===== Data to process

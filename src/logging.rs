// src/logging.rs
//
// `tlog!`: every service message goes to stderr with a local time prefix,
// and is copied into a log file while file logging is on.

use std::fs::File;
use std::path::{Path, PathBuf};
use std::sync::Mutex;

/// Open log file, if any. Read by `tlog!`.
pub(crate) static LOG_FILE: Mutex<Option<File>> = Mutex::new(None);

/// Points at the newest log file in the log directory.
const LATEST_LOG: &str = "speedtrap.log";

fn stamp() -> chrono::format::DelayedFormat<chrono::format::StrftimeItems<'static>> {
    chrono::Local::now().format("%H:%M:%S%.3f")
}

/// New `<YYYYmmdd-HHMMSS>-speedtrap.log` in `log_dir`. Returns the file and its name.
fn create_session_log(log_dir: &Path) -> Result<(File, String), String> {
    std::fs::create_dir_all(log_dir)
        .map_err(|e| format!("Failed to create log dir {}: {}", log_dir.display(), e))?;

    let name = chrono::Local::now()
        .format("%Y%m%d-%H%M%S-speedtrap.log")
        .to_string();
    let path = log_dir.join(&name);
    let file = std::fs::OpenOptions::new()
        .create(true)
        .append(true)
        .open(&path)
        .map_err(|e| format!("Failed to open log file {}: {}", path.display(), e))?;
    Ok((file, name))
}

#[cfg(unix)]
fn point_latest_at(log_dir: &Path, name: &str) {
    let link: PathBuf = log_dir.join(LATEST_LOG);
    let _ = std::fs::remove_file(&link);
    if let Err(e) = std::os::unix::fs::symlink(name, &link) {
        eprintln!("{} [logging] Could not update {}: {}", stamp(), LATEST_LOG, e);
    }
}

// Symlinks need elevated rights on Windows; the timestamped file is enough.
#[cfg(not(unix))]
fn point_latest_at(_log_dir: &Path, _name: &str) {}

/// Start copying `tlog!` output into a fresh file under `log_dir`.
/// Replaces any log file already open.
pub fn init_file_logging(log_dir: &Path) -> Result<(), String> {
    let (file, name) = create_session_log(log_dir)?;
    point_latest_at(log_dir, &name);

    if let Ok(mut current) = LOG_FILE.lock() {
        *current = Some(file);
    }
    // Announced on stderr only
    eprintln!(
        "{} [logging] Logging to {}",
        stamp(),
        log_dir.join(&name).display()
    );
    Ok(())
}

/// Close the log file. Later messages go to stderr only.
pub fn stop_file_logging() {
    let closed = LOG_FILE
        .lock()
        .map(|mut current| current.take().is_some())
        .unwrap_or(false);
    if closed {
        eprintln!("{} [logging] Log file closed", stamp());
    }
}

/// `eprintln!` with an `HH:MM:SS.mmm` prefix, also appended to the log file
/// when one is open. Messages start with a bracketed component tag.
macro_rules! tlog {
    ($($arg:tt)*) => {{
        use std::io::Write as _;
        let line = format!("{} {}", chrono::Local::now().format("%H:%M:%S%.3f"), format_args!($($arg)*));
        eprintln!("{}", line);
        if let Ok(mut current) = $crate::logging::LOG_FILE.lock() {
            if let Some(file) = current.as_mut() {
                let _ = writeln!(file, "{}", line);
            }
        }
    }};
}

#[cfg(test)]
mod tests {
    use super::*;

    #[test]
    fn test_file_logging_writes_and_stops() {
        let dir = tempfile::tempdir().unwrap();
        init_file_logging(dir.path()).unwrap();

        tlog!("[test] hello {}", 42);
        stop_file_logging();
        tlog!("[test] not in file");

        let logs: Vec<_> = std::fs::read_dir(dir.path())
            .unwrap()
            .filter_map(|e| e.ok())
            .map(|e| e.path())
            .filter(|p| {
                p.file_name()
                    .and_then(|n| n.to_str())
                    .map(|n| n != LATEST_LOG)
                    .unwrap_or(false)
            })
            .collect();
        assert_eq!(logs.len(), 1);

        let content = std::fs::read_to_string(&logs[0]).unwrap();
        assert!(content.contains("[test] hello 42"));
        assert!(!content.contains("not in file"));
    }

    #[cfg(unix)]
    #[test]
    fn test_latest_link_points_at_session_log() {
        let dir = tempfile::tempdir().unwrap();
        let (_file, name) = create_session_log(dir.path()).unwrap();
        point_latest_at(dir.path(), &name);
        let target = std::fs::read_link(dir.path().join(LATEST_LOG)).unwrap();
        assert_eq!(target, PathBuf::from(name));
    }
}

==========

### Aim of the exercise
Exactly as they appear above, write out the line containing "use super::*;" and each line that comes after it in the records.

### Answer to the problem
    use super::*;

    #[test]
    fn test_file_logging_writes_and_stops() {
        let dir = tempfile::tempdir().unwrap();
        init_file_logging(dir.path()).unwrap();

        tlog!("[test] hello {}", 42);
        stop_file_logging();
        tlog!("[test] not in file");

        let logs: Vec<_> = std::fs::read_dir(dir.path())
            .unwrap()
            .filter_map(|e| e.ok())
            .map(|e| e.path())
            .filter(|p| {
                p.file_name()
                    .and_then(|n| n.to_str())
                    .map(|n| n != LATEST_LOG)
                    .unwrap_or(false)
            })
            .collect();
        assert_eq!(logs.len(), 1);

        let content = std::fs::read_to_string(&logs[0]).unwrap();
        assert!(content.contains("[test] hello 42"));
        assert!(!content.contains("not in file"));
    }

    #[cfg(unix)]
    #[test]
    fn test_latest_link_points_at_session_log() {
        let dir = tempfile::tempdir().unwrap();
        let (_file, name) = create_session_log(dir.path()).unwrap();
        point_latest_at(dir.path(), &name);
        let target = std::fs::read_link(dir.path().join(LATEST_LOG)).unwrap();
        assert_eq!(target, PathBuf::from(name));
    }
}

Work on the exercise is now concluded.